Gemini 3 Flash is now available in Gemini CLI

Gemini 3 Flash 现已在 Gemini CLI 中可用

English

DEC. 17, 2025

Gemini 3 Flash is now available in Gemini CLI, supporting high-frequency workflows common to terminal-based work. Gemini 3 Flash achieves a SWE-bench Verified score of 78% for agentic coding, outperforming not only the 2.5 series, but also Gemini 3 Pro. Gemini 3 Flash was built to be highly efficient, pushing the Pareto frontier of quality vs. cost and speed and is available in preview at less than a quarter the cost of Gemini 3 Pro.
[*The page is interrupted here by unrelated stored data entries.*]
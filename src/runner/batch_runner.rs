//! # Batch Runner
//!
//! Orchestratore principale della CLI: raccoglie gli input, esegue ogni asset su
//! un task tokio indipendente e produce il riepilogo finale.
//!
//! ## Concorrenza:
//! - Un `Semaphore` con `workers` permessi limita gli asset in volo
//! - Il permesso viene acquisito prima dello spawn, così la coda non cresce oltre
//!   il numero di worker
//! - Nessuno stato mutabile condiviso tra asset a parte le statistiche del tracker;
//!   il catalogo formati è in sola lettura dentro la `Config`

use crate::config::Config;
use crate::file_manager::FileManager;
use crate::json_output::JsonMessage;
use crate::pipeline::MediaPipeline;
use crate::progress::NormalizeStats;
use crate::runner::asset_task::{AssetReport, AssetTask, RunMode};
use crate::runner::progress_tracker::ProgressTracker;
use crate::uploader::BlobUploader;
use anyhow::Result;
use futures::future::join_all;
use std::path::PathBuf;
use std::sync::Arc;
use std::time::Instant;
use tokio::sync::Semaphore;
use tracing::{error, info};

/// Final result of a batch
#[derive(Debug)]
pub struct BatchSummary {
    pub stats: NormalizeStats,
    pub reports: Vec<AssetReport>,
    pub duration_seconds: f64,
}

impl BatchSummary {
    /// True when some asset hit an environment-level error
    pub fn has_fatal_error(&self) -> bool {
        self.reports.iter().any(AssetReport::is_fatal)
    }
}

/// Runs the pipeline over many files concurrently
pub struct BatchRunner {
    config: Arc<Config>,
    task: AssetTask,
}

impl BatchRunner {
    pub fn new(
        config: Arc<Config>,
        pipeline: Arc<MediaPipeline>,
        uploader: Arc<dyn BlobUploader>,
        mode: RunMode,
    ) -> Self {
        Self {
            config,
            task: AssetTask::new(pipeline, uploader, mode),
        }
    }

    pub async fn run(&self, inputs: &[PathBuf]) -> Result<BatchSummary> {
        let start_time = Instant::now();
        let files = FileManager::collect_inputs(inputs)?;

        if self.config.json_output {
            JsonMessage::start(
                inputs.to_vec(),
                self.config.output_path.clone(),
                files.len(),
                &self.config,
            )
            .emit();
        } else {
            info!("Found {} files, {} workers", files.len(), self.config.workers);
        }

        let tracker = ProgressTracker::new(files.len(), self.config.json_output);
        let semaphore = Arc::new(Semaphore::new(self.config.workers));
        let mut handles = Vec::with_capacity(files.len());

        for (index, path) in files.into_iter().enumerate() {
            let permit = semaphore.clone().acquire_owned().await?;
            let task = self.task.clone();
            let tracker = tracker.clone();

            handles.push(tokio::spawn(async move {
                let _permit = permit;
                let size = tokio::fs::metadata(&path).await.map(|m| m.len()).unwrap_or(0);
                tracker.file_started(&path, size, index);

                let report = task.run(&path).await;
                tracker.handle_file_completion(&report).await;
                report
            }));
        }

        let mut reports = Vec::with_capacity(handles.len());
        for joined in join_all(handles).await {
            match joined {
                Ok(report) => reports.push(report),
                Err(e) => {
                    error!("Asset task aborted: {}", e);
                    tracker.handle_lost_task().await;
                }
            }
        }

        let stats = tracker.stats().await;
        let duration_seconds = start_time.elapsed().as_secs_f64();
        tracker.finish(&stats.format_summary());

        if self.config.json_output {
            JsonMessage::complete(&stats, duration_seconds).emit();
        } else {
            info!("{} in {:.1}s", stats.format_summary(), duration_seconds);
        }

        Ok(BatchSummary {
            stats,
            reports,
            duration_seconds,
        })
    }
}
//! # File Management Module
//!
//! Questo modulo gestisce la raccolta degli input e le piccole utilità sui file.
//!
//! ## Responsabilità:
//! - `collect_inputs()`: espande file e directory (ricorsivamente, con `walkdir`)
//!   in una lista ordinata e senza duplicati
//! - `read_upload()`: legge i byte sorgente, mappando l'errore su `UnreadableInput`
//! - Formattazione human-readable delle dimensioni
//!
//! Nessun filtro per estensione: la classificazione avviene sui magic bytes e i
//! file non riconosciuti attraversano la pipeline invariati. Vengono saltati solo
//! i file nascosti (`.DS_Store`, `.git/...`).

use crate::error::NormalizeError;
use anyhow::{Context, Result};
use std::collections::BTreeSet;
use std::path::{Path, PathBuf};
use walkdir::{DirEntry, WalkDir};

/// Manages input discovery and file helpers
pub struct FileManager;

impl FileManager {
    /// Expand `inputs` into the list of regular files to process
    pub fn collect_inputs(inputs: &[PathBuf]) -> Result<Vec<PathBuf>> {
        let mut files = BTreeSet::new();

        for input in inputs {
            let metadata = std::fs::metadata(input)
                .with_context(|| format!("Input does not exist: {}", input.display()))?;

            if metadata.is_file() {
                files.insert(input.clone());
                continue;
            }

            for entry in WalkDir::new(input)
                .into_iter()
                .filter_entry(|e| e.depth() == 0 || !is_hidden(e))
                .filter_map(|e| e.ok())
                .filter(|e| e.file_type().is_file())
            {
                files.insert(entry.into_path());
            }
        }

        Ok(files.into_iter().collect())
    }

    /// Read an upload's bytes
    pub async fn read_upload(path: &Path) -> Result<Vec<u8>, NormalizeError> {
        tokio::fs::read(path).await.map_err(NormalizeError::UnreadableInput)
    }

    /// File name used for classification and object keys
    pub fn upload_name(path: &Path) -> String {
        path.file_name()
            .map(|n| n.to_string_lossy().into_owned())
            .unwrap_or_default()
    }

    /// Get human-readable file size
    pub fn format_size(size: u64) -> String {
        const UNITS: &[&str] = &["B", "KB", "MB", "GB", "TB"];
        let mut size = size as f64;
        let mut unit_index = 0;

        while size >= 1024.0 && unit_index < UNITS.len() - 1 {
            size /= 1024.0;
            unit_index += 1;
        }

        if unit_index == 0 {
            format!("{} {}", size as u64, UNITS[unit_index])
        } else {
            format!("{:.2} {}", size, UNITS[unit_index])
        }
    }

    /// Percentage change from `original_size` to `new_size` (positive = smaller)
    pub fn calculate_reduction(original_size: u64, new_size: u64) -> f64 {
        if original_size == 0 {
            0.0
        } else {
            ((original_size as f64 - new_size as f64) / original_size as f64) * 100.0
        }
    }
}

fn is_hidden(entry: &DirEntry) -> bool {
    entry
        .file_name()
        .to_str()
        .map(|s| s.starts_with('.'))
        .unwrap_or(false)
}

#[cfg(test)]
mod tests {
    use super::*;
    use tempfile::TempDir;

    #[test]
    fn test_collect_inputs_walks_directories() {
        let dir = TempDir::new().unwrap();
        let nested = dir.path().join("album");
        std::fs::create_dir_all(&nested).unwrap();
        std::fs::write(dir.path().join("a.jpg"), b"a").unwrap();
        std::fs::write(nested.join("b.mov"), b"b").unwrap();
        std::fs::write(nested.join("notes.txt"), b"c").unwrap();
        std::fs::write(dir.path().join(".DS_Store"), b"x").unwrap();

        let single = dir.path().join("a.jpg");
        let files = FileManager::collect_inputs(&[dir.path().to_path_buf(), single.clone()]).unwrap();

        assert_eq!(files.len(), 3);
        assert!(files.contains(&single));
        assert!(files.contains(&nested.join("notes.txt")));
        assert!(!files.iter().any(|f| f.ends_with(".DS_Store")));
    }

    #[test]
    fn test_collect_inputs_missing_path() {
        assert!(FileManager::collect_inputs(&[PathBuf::from("/definitely/not/here")]).is_err());
    }

    #[tokio::test]
    async fn test_read_upload_unreadable() {
        let err = FileManager::read_upload(Path::new("/definitely/not/here.jpg")).await.unwrap_err();
        assert!(matches!(err, NormalizeError::UnreadableInput(_)));
    }

    #[test]
    fn test_format_size() {
        assert_eq!(FileManager::format_size(512), "512 B");
        assert_eq!(FileManager::format_size(1536), "1.50 KB");
        assert_eq!(FileManager::format_size(5 * 1024 * 1024), "5.00 MB");
    }

    #[test]
    fn test_calculate_reduction() {
        assert_eq!(FileManager::calculate_reduction(200, 50), 75.0);
        assert_eq!(FileManager::calculate_reduction(0, 10), 0.0);
        assert!(FileManager::calculate_reduction(100, 150) < 0.0);
    }
}
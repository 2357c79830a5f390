//! # JSON Output Module
//!
//! Questo modulo gestisce l'output strutturato in JSON per chi integra la CLI
//! (front-end di upload, script).
//!
//! ## Responsabilità:
//! - Emette un messaggio JSON per riga su stdout
//! - Riporta per ogni asset il record `MediaInfo` oppure l'`AssetFailure` strutturata
//!
//! ## Tipi di messaggi:
//! - `start`: Inizio batch (input, directory di output, configurazione)
//! - `file_start`: Inizio elaborazione di un file
//! - `file_complete`: Fine elaborazione di un file (successo o fallimento)
//! - `complete`: Fine batch con statistiche finali
//! - `error`: Errore generale (es. encoder non disponibile)

use crate::config::{Config, ResizeMode, ScalePolicy};
use crate::error::AssetFailure;
use crate::media::MediaInfo;
use crate::progress::NormalizeStats;
use serde::{Deserialize, Serialize};
use std::path::PathBuf;

/// Tipo di messaggio JSON
#[derive(Debug, Serialize, Deserialize)]
#[serde(tag = "type", rename_all = "snake_case")]
pub enum JsonMessage {
    /// Inizio del batch
    Start {
        inputs: Vec<PathBuf>,
        output_dir: Option<PathBuf>,
        total_files: usize,
        config: JsonConfig,
    },

    /// Inizio elaborazione di un file specifico
    FileStart {
        path: PathBuf,
        size: u64,
        index: usize,
        total: usize,
    },

    /// Fine elaborazione di un file specifico
    FileComplete {
        path: PathBuf,
        original_size: u64,
        #[serde(skip_serializing_if = "Option::is_none")]
        output_size: Option<u64>,
        #[serde(skip_serializing_if = "Option::is_none")]
        url: Option<String>,
        #[serde(skip_serializing_if = "Option::is_none")]
        info: Option<MediaInfo>,
        #[serde(skip_serializing_if = "Option::is_none")]
        failure: Option<AssetFailure>,
    },

    /// Batch completato
    Complete {
        files_processed: usize,
        files_transformed: usize,
        files_passed_through: usize,
        errors: usize,
        total_original_size: u64,
        total_output_size: u64,
        duration_seconds: f64,
    },

    /// Errore generale
    Error {
        message: String,
        #[serde(skip_serializing_if = "Option::is_none")]
        details: Option<String>,
    },
}

/// Configurazione riportata nel messaggio `start`
#[derive(Debug, Serialize, Deserialize)]
pub struct JsonConfig {
    pub image_quality: u8,
    pub resize_mode: ResizeMode,
    pub video_crf: u8,
    pub fallback_crf: u8,
    pub duration_cap_secs: f64,
    pub scale_policy: ScalePolicy,
    pub workers: usize,
}

impl JsonMessage {
    /// Emette il messaggio JSON su stdout
    pub fn emit(&self) {
        if let Ok(json) = serde_json::to_string(self) {
            println!("{}", json);
        }
    }

    pub fn start(inputs: Vec<PathBuf>, output_dir: Option<PathBuf>, total_files: usize, config: &Config) -> Self {
        Self::Start {
            inputs,
            output_dir,
            total_files,
            config: JsonConfig::from(config),
        }
    }

    pub fn file_start(path: PathBuf, size: u64, index: usize, total: usize) -> Self {
        Self::FileStart {
            path,
            size,
            index,
            total,
        }
    }

    /// Crea un messaggio di completamento generale
    pub fn complete(stats: &NormalizeStats, duration_seconds: f64) -> Self {
        Self::Complete {
            files_processed: stats.files_processed,
            files_transformed: stats.files_transformed,
            files_passed_through: stats.files_passed_through,
            errors: stats.errors,
            total_original_size: stats.total_original_size,
            total_output_size: stats.total_output_size,
            duration_seconds,
        }
    }

    pub fn error(message: String, details: Option<String>) -> Self {
        Self::Error { message, details }
    }
}

impl From<&Config> for JsonConfig {
    fn from(config: &Config) -> Self {
        Self {
            image_quality: config.image_quality,
            resize_mode: config.resize_mode,
            video_crf: config.video_crf,
            fallback_crf: config.fallback_crf,
            duration_cap_secs: config.duration_cap_secs,
            scale_policy: config.scale_policy,
            workers: config.workers,
        }
    }
}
With two of our best models powering Gemini CLI, speed no longer has to mean compromising quality.

Start using Gemini 3 Flash with Gemini CLI

Starting today, most paid tier customers of Gemini CLI have access to both Gemini 3 Pro and Gemini 3 Flash, including:

All non-business customers of Google AI Pro or AI Ultra
Users who have access using a paid API key through Google AI or Vertex
Gemini Code Assist users that have been enabled by their cloud admin for preview models

For free tier users:

We've onboarded everyone who signed up to the previously available waitlist, so please check your email for details
If you were not on our waitlist, we're rolling out additional access gradually to ensure the experience remains fast and reliable, so stay tuned for more details, or view our docs to learn about your options for access now

Get started by upgrading Gemini CLI version to the latest version (0.21.1):

npm install -g @google/gemini-cli@latest

After you've confirmed your version is 0.21.1 or later, run /settings, then toggle the setting "Preview features" to true. Once you've enabled preview features, run /model to select Gemini 3.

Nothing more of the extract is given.